(Collected data)

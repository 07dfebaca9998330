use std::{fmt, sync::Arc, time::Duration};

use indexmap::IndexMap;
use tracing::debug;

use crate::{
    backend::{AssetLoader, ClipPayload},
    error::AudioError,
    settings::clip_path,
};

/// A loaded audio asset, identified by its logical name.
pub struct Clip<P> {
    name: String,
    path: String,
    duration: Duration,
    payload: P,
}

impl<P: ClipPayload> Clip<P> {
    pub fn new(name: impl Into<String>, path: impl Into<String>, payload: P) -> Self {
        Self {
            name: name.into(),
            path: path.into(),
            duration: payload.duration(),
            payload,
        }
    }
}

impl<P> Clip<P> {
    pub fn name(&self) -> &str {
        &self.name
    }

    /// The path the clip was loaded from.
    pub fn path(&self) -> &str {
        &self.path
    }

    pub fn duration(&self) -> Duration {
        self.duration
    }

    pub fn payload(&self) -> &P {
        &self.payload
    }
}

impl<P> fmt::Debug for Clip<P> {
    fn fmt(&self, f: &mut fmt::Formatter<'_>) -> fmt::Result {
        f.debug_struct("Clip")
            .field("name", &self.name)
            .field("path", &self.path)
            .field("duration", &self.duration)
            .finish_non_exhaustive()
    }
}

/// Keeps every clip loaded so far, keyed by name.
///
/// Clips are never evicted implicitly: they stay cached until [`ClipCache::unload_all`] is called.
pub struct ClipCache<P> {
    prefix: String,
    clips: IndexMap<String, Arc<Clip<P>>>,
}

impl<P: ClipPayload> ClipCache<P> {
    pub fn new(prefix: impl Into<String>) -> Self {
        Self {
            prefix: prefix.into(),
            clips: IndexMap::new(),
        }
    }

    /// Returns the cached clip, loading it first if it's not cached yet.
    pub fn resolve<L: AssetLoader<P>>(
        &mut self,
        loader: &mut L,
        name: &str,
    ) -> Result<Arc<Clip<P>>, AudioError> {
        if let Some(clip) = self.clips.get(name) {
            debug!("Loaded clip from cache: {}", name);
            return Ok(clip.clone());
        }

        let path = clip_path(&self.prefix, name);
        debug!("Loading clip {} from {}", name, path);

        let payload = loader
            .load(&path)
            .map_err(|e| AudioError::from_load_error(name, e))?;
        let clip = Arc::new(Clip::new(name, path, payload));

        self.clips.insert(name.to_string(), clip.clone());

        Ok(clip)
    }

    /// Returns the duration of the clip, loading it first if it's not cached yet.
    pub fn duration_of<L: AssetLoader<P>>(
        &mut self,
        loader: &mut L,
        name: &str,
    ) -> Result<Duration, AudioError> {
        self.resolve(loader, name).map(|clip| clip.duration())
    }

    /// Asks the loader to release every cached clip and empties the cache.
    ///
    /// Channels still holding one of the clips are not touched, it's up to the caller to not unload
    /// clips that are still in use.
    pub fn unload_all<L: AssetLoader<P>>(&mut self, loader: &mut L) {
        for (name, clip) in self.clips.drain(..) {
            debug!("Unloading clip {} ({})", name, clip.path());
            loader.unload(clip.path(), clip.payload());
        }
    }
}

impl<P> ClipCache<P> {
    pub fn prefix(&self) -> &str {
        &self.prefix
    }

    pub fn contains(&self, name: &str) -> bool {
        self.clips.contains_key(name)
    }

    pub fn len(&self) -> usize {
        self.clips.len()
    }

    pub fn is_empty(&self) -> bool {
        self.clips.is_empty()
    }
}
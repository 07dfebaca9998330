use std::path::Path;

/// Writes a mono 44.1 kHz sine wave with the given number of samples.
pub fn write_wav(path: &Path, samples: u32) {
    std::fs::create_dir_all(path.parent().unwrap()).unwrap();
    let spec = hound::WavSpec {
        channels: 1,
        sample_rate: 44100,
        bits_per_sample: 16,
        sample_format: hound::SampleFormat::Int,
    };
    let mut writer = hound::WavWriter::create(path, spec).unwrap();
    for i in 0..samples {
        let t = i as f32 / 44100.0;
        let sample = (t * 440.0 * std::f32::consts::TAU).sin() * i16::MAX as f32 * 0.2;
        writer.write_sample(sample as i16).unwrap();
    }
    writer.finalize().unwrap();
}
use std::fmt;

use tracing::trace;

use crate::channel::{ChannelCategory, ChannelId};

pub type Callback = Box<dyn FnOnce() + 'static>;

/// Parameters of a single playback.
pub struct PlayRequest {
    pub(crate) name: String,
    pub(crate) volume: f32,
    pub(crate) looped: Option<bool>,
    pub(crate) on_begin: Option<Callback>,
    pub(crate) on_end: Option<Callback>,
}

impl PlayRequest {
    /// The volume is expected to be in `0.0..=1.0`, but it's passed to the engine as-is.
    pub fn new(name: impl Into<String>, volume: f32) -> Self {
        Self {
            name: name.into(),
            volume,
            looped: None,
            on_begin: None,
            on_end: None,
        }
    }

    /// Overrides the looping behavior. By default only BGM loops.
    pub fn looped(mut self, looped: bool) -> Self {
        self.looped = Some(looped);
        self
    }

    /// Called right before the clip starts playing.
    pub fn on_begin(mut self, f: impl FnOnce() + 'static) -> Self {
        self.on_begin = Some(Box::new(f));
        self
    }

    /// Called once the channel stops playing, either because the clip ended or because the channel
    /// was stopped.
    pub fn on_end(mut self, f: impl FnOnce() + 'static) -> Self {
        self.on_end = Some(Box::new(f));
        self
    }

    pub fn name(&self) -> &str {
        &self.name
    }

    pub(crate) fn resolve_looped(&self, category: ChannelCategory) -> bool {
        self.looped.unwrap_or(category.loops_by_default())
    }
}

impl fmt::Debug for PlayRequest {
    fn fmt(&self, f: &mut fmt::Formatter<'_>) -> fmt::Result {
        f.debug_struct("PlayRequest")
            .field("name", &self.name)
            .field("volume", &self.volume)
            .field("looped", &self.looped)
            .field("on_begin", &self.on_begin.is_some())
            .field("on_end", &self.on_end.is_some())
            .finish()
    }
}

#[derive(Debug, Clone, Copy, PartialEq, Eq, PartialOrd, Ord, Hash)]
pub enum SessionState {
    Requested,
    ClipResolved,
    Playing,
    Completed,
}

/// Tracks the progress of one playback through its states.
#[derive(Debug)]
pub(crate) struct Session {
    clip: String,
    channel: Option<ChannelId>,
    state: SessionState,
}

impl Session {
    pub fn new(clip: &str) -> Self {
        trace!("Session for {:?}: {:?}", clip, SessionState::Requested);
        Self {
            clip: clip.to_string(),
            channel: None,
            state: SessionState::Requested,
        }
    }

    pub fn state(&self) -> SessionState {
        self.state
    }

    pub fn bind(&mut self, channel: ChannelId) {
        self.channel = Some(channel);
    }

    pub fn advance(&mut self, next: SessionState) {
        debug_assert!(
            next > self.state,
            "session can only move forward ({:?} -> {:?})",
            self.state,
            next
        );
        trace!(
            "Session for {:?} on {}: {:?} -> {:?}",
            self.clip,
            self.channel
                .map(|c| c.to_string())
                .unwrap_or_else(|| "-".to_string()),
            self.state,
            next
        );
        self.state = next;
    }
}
* * *
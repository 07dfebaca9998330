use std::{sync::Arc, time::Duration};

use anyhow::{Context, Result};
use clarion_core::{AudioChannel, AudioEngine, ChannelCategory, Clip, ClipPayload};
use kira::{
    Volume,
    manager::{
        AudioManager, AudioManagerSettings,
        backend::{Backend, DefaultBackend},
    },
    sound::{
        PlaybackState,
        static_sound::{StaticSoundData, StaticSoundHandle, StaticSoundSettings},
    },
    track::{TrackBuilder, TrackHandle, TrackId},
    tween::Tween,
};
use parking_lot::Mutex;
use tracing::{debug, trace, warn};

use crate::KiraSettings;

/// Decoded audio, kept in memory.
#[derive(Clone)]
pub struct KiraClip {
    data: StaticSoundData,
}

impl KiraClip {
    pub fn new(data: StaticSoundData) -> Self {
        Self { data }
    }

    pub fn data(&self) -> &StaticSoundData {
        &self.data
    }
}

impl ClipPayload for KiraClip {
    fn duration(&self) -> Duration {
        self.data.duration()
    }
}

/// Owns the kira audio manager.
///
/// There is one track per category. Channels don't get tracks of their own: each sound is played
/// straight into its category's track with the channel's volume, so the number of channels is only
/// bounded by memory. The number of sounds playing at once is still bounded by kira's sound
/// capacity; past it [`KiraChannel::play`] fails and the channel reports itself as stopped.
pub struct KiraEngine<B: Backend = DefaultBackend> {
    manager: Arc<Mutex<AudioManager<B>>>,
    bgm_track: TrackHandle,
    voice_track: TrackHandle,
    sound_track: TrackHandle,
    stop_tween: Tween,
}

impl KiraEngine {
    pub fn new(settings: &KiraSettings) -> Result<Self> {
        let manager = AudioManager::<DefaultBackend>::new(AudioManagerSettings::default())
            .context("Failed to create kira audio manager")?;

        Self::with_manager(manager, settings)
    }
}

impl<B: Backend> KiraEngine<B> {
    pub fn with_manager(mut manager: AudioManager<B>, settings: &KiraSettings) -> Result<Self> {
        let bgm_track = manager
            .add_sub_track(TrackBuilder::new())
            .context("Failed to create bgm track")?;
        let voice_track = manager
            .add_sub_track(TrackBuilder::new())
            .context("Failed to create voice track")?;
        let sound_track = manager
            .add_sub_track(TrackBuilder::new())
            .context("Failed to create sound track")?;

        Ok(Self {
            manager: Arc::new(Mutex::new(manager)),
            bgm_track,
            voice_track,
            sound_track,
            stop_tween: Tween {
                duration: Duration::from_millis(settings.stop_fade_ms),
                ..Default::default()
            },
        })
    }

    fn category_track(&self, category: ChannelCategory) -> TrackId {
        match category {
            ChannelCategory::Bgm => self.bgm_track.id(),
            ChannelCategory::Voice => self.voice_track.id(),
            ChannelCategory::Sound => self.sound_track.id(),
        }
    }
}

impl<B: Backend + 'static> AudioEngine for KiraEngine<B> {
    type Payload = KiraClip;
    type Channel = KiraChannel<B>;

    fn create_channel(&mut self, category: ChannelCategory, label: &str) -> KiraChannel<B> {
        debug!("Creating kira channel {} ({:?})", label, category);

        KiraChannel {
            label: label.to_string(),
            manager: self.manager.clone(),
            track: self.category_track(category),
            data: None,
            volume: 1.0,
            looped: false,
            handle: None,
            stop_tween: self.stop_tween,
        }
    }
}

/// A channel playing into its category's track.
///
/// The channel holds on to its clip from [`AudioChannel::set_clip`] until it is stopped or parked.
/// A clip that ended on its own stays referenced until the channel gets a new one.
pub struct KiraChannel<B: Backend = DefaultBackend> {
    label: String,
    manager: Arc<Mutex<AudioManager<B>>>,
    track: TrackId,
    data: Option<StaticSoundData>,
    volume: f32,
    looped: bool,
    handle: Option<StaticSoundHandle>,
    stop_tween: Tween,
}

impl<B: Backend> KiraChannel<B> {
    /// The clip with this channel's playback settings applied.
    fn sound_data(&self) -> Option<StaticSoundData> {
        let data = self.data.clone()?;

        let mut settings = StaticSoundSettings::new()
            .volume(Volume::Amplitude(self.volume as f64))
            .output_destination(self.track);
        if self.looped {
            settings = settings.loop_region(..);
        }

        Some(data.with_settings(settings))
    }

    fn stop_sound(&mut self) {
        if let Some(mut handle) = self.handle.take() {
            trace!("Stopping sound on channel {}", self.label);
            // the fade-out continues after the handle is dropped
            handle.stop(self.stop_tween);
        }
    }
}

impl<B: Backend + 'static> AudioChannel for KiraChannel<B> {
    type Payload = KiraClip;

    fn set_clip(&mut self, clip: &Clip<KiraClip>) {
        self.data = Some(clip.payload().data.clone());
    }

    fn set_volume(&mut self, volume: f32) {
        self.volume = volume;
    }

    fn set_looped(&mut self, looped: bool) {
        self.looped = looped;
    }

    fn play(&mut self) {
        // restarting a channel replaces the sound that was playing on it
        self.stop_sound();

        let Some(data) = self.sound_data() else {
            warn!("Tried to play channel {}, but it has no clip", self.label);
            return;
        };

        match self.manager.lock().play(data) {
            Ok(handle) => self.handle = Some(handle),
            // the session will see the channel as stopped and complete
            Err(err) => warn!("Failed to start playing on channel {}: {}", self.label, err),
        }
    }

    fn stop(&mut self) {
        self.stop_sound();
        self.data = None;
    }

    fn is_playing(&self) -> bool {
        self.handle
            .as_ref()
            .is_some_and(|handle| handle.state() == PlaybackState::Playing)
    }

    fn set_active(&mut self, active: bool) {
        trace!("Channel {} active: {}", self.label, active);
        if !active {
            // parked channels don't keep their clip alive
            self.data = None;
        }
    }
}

▶ [Task to carry out]
Within the data, tally each line containing the string "cached". Answer with the number by itself.

▶ [Solution to this task]
4